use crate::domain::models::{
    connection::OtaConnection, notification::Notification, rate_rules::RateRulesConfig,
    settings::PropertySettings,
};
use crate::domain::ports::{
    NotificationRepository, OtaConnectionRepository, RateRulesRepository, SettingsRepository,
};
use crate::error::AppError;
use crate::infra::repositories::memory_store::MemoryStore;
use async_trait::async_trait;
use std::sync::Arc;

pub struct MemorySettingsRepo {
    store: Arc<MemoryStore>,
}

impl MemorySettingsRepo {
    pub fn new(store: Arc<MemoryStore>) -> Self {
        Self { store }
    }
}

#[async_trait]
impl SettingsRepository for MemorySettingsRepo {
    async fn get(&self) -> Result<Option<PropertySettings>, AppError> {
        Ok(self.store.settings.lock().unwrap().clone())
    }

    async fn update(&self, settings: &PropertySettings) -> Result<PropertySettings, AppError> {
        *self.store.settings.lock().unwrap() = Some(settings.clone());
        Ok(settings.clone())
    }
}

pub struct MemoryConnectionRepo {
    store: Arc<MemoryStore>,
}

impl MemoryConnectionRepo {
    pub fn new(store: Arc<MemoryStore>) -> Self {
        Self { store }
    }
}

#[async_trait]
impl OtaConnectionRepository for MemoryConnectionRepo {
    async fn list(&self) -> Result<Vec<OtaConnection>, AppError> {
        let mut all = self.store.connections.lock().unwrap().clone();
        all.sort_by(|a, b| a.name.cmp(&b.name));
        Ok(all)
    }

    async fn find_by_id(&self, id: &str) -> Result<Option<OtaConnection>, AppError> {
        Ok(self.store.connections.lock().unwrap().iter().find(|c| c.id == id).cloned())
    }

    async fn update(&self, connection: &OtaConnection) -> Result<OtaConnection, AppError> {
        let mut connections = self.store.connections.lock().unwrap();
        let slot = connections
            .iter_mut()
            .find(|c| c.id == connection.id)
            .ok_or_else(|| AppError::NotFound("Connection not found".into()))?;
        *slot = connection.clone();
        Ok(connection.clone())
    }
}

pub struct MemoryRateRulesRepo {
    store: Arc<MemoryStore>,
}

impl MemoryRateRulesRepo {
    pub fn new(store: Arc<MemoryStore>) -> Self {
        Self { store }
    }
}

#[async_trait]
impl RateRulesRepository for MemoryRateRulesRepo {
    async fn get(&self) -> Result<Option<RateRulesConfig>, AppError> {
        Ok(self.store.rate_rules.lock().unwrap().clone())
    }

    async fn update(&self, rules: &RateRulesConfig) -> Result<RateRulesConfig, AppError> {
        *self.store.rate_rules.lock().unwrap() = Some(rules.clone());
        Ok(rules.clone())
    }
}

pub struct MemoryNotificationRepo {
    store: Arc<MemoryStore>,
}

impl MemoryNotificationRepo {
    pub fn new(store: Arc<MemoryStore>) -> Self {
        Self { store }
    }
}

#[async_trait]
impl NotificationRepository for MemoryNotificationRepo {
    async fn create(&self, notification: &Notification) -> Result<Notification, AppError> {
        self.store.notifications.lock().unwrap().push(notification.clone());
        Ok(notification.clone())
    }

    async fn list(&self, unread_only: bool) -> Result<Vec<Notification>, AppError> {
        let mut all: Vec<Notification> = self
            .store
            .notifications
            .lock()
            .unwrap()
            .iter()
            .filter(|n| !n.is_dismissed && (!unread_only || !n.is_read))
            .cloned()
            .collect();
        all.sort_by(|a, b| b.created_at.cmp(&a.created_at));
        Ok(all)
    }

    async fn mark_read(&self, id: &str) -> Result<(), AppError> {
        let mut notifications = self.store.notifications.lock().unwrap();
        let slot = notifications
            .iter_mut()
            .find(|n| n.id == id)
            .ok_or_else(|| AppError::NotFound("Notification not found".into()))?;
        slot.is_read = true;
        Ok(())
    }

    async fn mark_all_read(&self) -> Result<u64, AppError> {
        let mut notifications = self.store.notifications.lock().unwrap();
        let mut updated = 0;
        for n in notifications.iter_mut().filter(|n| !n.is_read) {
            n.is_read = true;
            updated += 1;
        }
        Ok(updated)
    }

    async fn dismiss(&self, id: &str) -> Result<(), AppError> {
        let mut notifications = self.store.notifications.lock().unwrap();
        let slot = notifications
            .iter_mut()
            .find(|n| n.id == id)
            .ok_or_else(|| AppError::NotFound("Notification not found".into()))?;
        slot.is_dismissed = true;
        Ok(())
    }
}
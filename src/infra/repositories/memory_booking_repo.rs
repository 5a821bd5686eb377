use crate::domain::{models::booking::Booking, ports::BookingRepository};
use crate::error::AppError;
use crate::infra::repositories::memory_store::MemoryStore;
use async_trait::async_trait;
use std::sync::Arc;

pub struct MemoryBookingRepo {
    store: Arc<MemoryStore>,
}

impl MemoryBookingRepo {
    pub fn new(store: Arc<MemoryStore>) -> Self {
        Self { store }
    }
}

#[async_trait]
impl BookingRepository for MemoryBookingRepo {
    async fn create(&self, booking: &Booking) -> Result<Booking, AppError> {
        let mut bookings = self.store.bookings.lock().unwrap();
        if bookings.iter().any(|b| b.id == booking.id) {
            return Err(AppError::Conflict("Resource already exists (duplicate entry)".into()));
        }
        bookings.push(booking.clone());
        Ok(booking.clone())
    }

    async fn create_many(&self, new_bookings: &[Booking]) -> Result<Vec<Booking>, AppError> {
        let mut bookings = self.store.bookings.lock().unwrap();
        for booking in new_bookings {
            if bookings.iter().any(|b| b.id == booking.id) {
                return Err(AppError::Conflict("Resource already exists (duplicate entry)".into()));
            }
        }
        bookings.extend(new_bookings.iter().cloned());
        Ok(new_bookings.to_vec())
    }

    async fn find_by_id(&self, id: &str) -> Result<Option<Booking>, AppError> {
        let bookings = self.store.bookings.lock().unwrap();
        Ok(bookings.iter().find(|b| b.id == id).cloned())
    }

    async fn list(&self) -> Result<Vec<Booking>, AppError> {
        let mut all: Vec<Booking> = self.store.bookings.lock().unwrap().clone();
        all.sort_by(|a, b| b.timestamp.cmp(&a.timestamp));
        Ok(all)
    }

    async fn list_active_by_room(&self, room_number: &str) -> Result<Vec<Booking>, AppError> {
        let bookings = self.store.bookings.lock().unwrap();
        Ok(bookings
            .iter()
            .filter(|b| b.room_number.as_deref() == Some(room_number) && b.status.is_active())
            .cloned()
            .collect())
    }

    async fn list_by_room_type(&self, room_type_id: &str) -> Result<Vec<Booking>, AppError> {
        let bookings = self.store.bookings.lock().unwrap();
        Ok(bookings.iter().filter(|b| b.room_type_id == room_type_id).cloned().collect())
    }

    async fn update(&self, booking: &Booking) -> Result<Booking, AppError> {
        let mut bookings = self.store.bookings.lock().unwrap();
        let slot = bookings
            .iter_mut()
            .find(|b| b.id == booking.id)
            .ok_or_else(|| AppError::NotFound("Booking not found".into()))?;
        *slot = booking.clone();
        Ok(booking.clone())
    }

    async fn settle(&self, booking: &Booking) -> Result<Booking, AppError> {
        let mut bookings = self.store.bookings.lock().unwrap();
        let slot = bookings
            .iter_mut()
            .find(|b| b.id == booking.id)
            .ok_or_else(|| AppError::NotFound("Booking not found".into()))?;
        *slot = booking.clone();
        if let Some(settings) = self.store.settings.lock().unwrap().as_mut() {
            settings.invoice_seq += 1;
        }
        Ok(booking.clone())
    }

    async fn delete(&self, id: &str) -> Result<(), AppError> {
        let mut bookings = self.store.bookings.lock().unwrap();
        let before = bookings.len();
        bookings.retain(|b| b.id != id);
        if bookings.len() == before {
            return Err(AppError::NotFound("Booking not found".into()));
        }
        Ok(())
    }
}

☆ ☆ ☆ ☆ ☆

- [Task]:
In full and without alteration, write out the data above.

- [Response to this task]:
use crate::domain::models::{
    connection::OtaConnection, notification::Notification, rate_rules::RateRulesConfig,
    settings::PropertySettings,
};
use crate::domain::ports::{
    NotificationRepository, OtaConnectionRepository, RateRulesRepository, SettingsRepository,
};
use crate::error::AppError;
use crate::infra::repositories::memory_store::MemoryStore;
use async_trait::async_trait;
use std::sync::Arc;

pub struct MemorySettingsRepo {
    store: Arc<MemoryStore>,
}

impl MemorySettingsRepo {
    pub fn new(store: Arc<MemoryStore>) -> Self {
        Self { store }
    }
}

#[async_trait]
impl SettingsRepository for MemorySettingsRepo {
    async fn get(&self) -> Result<Option<PropertySettings>, AppError> {
        Ok(self.store.settings.lock().unwrap().clone())
    }

    async fn update(&self, settings: &PropertySettings) -> Result<PropertySettings, AppError> {
        *self.store.settings.lock().unwrap() = Some(settings.clone());
        Ok(settings.clone())
    }
}

pub struct MemoryConnectionRepo {
    store: Arc<MemoryStore>,
}

impl MemoryConnectionRepo {
    pub fn new(store: Arc<MemoryStore>) -> Self {
        Self { store }
    }
}

#[async_trait]
impl OtaConnectionRepository for MemoryConnectionRepo {
    async fn list(&self) -> Result<Vec<OtaConnection>, AppError> {
        let mut all = self.store.connections.lock().unwrap().clone();
        all.sort_by(|a, b| a.name.cmp(&b.name));
        Ok(all)
    }

    async fn find_by_id(&self, id: &str) -> Result<Option<OtaConnection>, AppError> {
        Ok(self.store.connections.lock().unwrap().iter().find(|c| c.id == id).cloned())
    }

    async fn update(&self, connection: &OtaConnection) -> Result<OtaConnection, AppError> {
        let mut connections = self.store.connections.lock().unwrap();
        let slot = connections
            .iter_mut()
            .find(|c| c.id == connection.id)
            .ok_or_else(|| AppError::NotFound("Connection not found".into()))?;
        *slot = connection.clone();
        Ok(connection.clone())
    }
}

pub struct MemoryRateRulesRepo {
    store: Arc<MemoryStore>,
}

impl MemoryRateRulesRepo {
    pub fn new(store: Arc<MemoryStore>) -> Self {
        Self { store }
    }
}

#[async_trait]
impl RateRulesRepository for MemoryRateRulesRepo {
    async fn get(&self) -> Result<Option<RateRulesConfig>, AppError> {
        Ok(self.store.rate_rules.lock().unwrap().clone())
    }

    async fn update(&self, rules: &RateRulesConfig) -> Result<RateRulesConfig, AppError> {
        *self.store.rate_rules.lock().unwrap() = Some(rules.clone());
        Ok(rules.clone())
    }
}

pub struct MemoryNotificationRepo {
    store: Arc<MemoryStore>,
}

impl MemoryNotificationRepo {
    pub fn new(store: Arc<MemoryStore>) -> Self {
        Self { store }
    }
}

#[async_trait]
impl NotificationRepository for MemoryNotificationRepo {
    async fn create(&self, notification: &Notification) -> Result<Notification, AppError> {
        self.store.notifications.lock().unwrap().push(notification.clone());
        Ok(notification.clone())
    }

    async fn list(&self, unread_only: bool) -> Result<Vec<Notification>, AppError> {
        let mut all: Vec<Notification> = self
            .store
            .notifications
            .lock()
            .unwrap()
            .iter()
            .filter(|n| !n.is_dismissed && (!unread_only || !n.is_read))
            .cloned()
            .collect();
        all.sort_by(|a, b| b.created_at.cmp(&a.created_at));
        Ok(all)
    }

    async fn mark_read(&self, id: &str) -> Result<(), AppError> {
        let mut notifications = self.store.notifications.lock().unwrap();
        let slot = notifications
            .iter_mut()
            .find(|n| n.id == id)
            .ok_or_else(|| AppError::NotFound("Notification not found".into()))?;
        slot.is_read = true;
        Ok(())
    }

    async fn mark_all_read(&self) -> Result<u64, AppError> {
        let mut notifications = self.store.notifications.lock().unwrap();
        let mut updated = 0;
        for n in notifications.iter_mut().filter(|n| !n.is_read) {
            n.is_read = true;
            updated += 1;
        }
        Ok(updated)
    }

    async fn dismiss(&self, id: &str) -> Result<(), AppError> {
        let mut notifications = self.store.notifications.lock().unwrap();
        let slot = notifications
            .iter_mut()
            .find(|n| n.id == id)
            .ok_or_else(|| AppError::NotFound("Notification not found".into()))?;
        slot.is_dismissed = true;
        Ok(())
    }
}
filename src/infra/repositories/memory_booking_repo.rs
repository 5a821bd5686eb377
use crate::domain::{models::booking::Booking, ports::BookingRepository};
use crate::error::AppError;
use crate::infra::repositories::memory_store::MemoryStore;
use async_trait::async_trait;
use std::sync::Arc;

pub struct MemoryBookingRepo {
    store: Arc<MemoryStore>,
}

impl MemoryBookingRepo {
    pub fn new(store: Arc<MemoryStore>) -> Self {
        Self { store }
    }
}

#[async_trait]
impl BookingRepository for MemoryBookingRepo {
    async fn create(&self, booking: &Booking) -> Result<Booking, AppError> {
        let mut bookings = self.store.bookings.lock().unwrap();
        if bookings.iter().any(|b| b.id == booking.id) {
            return Err(AppError::Conflict("Resource already exists (duplicate entry)".into()));
        }
        bookings.push(booking.clone());
        Ok(booking.clone())
    }

    async fn create_many(&self, new_bookings: &[Booking]) -> Result<Vec<Booking>, AppError> {
        let mut bookings = self.store.bookings.lock().unwrap();
        for booking in new_bookings {
            if bookings.iter().any(|b| b.id == booking.id) {
                return Err(AppError::Conflict("Resource already exists (duplicate entry)".into()));
            }
        }
        bookings.extend(new_bookings.iter().cloned());
        Ok(new_bookings.to_vec())
    }

    async fn find_by_id(&self, id: &str) -> Result<Option<Booking>, AppError> {
        let bookings = self.store.bookings.lock().unwrap();
        Ok(bookings.iter().find(|b| b.id == id).cloned())
    }

    async fn list(&self) -> Result<Vec<Booking>, AppError> {
        let mut all: Vec<Booking> = self.store.bookings.lock().unwrap().clone();
        all.sort_by(|a, b| b.timestamp.cmp(&a.timestamp));
        Ok(all)
    }

    async fn list_active_by_room(&self, room_number: &str) -> Result<Vec<Booking>, AppError> {
        let bookings = self.store.bookings.lock().unwrap();
        Ok(bookings
            .iter()
            .filter(|b| b.room_number.as_deref() == Some(room_number) && b.status.is_active())
            .cloned()
            .collect())
    }

    async fn list_by_room_type(&self, room_type_id: &str) -> Result<Vec<Booking>, AppError> {
        let bookings = self.store.bookings.lock().unwrap();
        Ok(bookings.iter().filter(|b| b.room_type_id == room_type_id).cloned().collect())
    }

    async fn update(&self, booking: &Booking) -> Result<Booking, AppError> {
        let mut bookings = self.store.bookings.lock().unwrap();
        let slot = bookings
            .iter_mut()
            .find(|b| b.id == booking.id)
            .ok_or_else(|| AppError::NotFound("Booking not found".into()))?;
        *slot = booking.clone();
        Ok(booking.clone())
    }

    async fn settle(&self, booking: &Booking) -> Result<Booking, AppError> {
        let mut bookings = self.store.bookings.lock().unwrap();
        let slot = bookings
            .iter_mut()
            .find(|b| b.id == booking.id)
            .ok_or_else(|| AppError::NotFound("Booking not found".into()))?;
        *slot = booking.clone();
        if let Some(settings) = self.store.settings.lock().unwrap().as_mut() {
            settings.invoice_seq += 1;
        }
        Ok(booking.clone())
    }

    async fn delete(&self, id: &str) -> Result<(), AppError> {
        let mut bookings = self.store.bookings.lock().unwrap();
        let before = bookings.len();
        bookings.retain(|b| b.id != id);
        if bookings.len() == before {
            return Err(AppError::NotFound("Booking not found".into()));
        }
        Ok(())
    }
}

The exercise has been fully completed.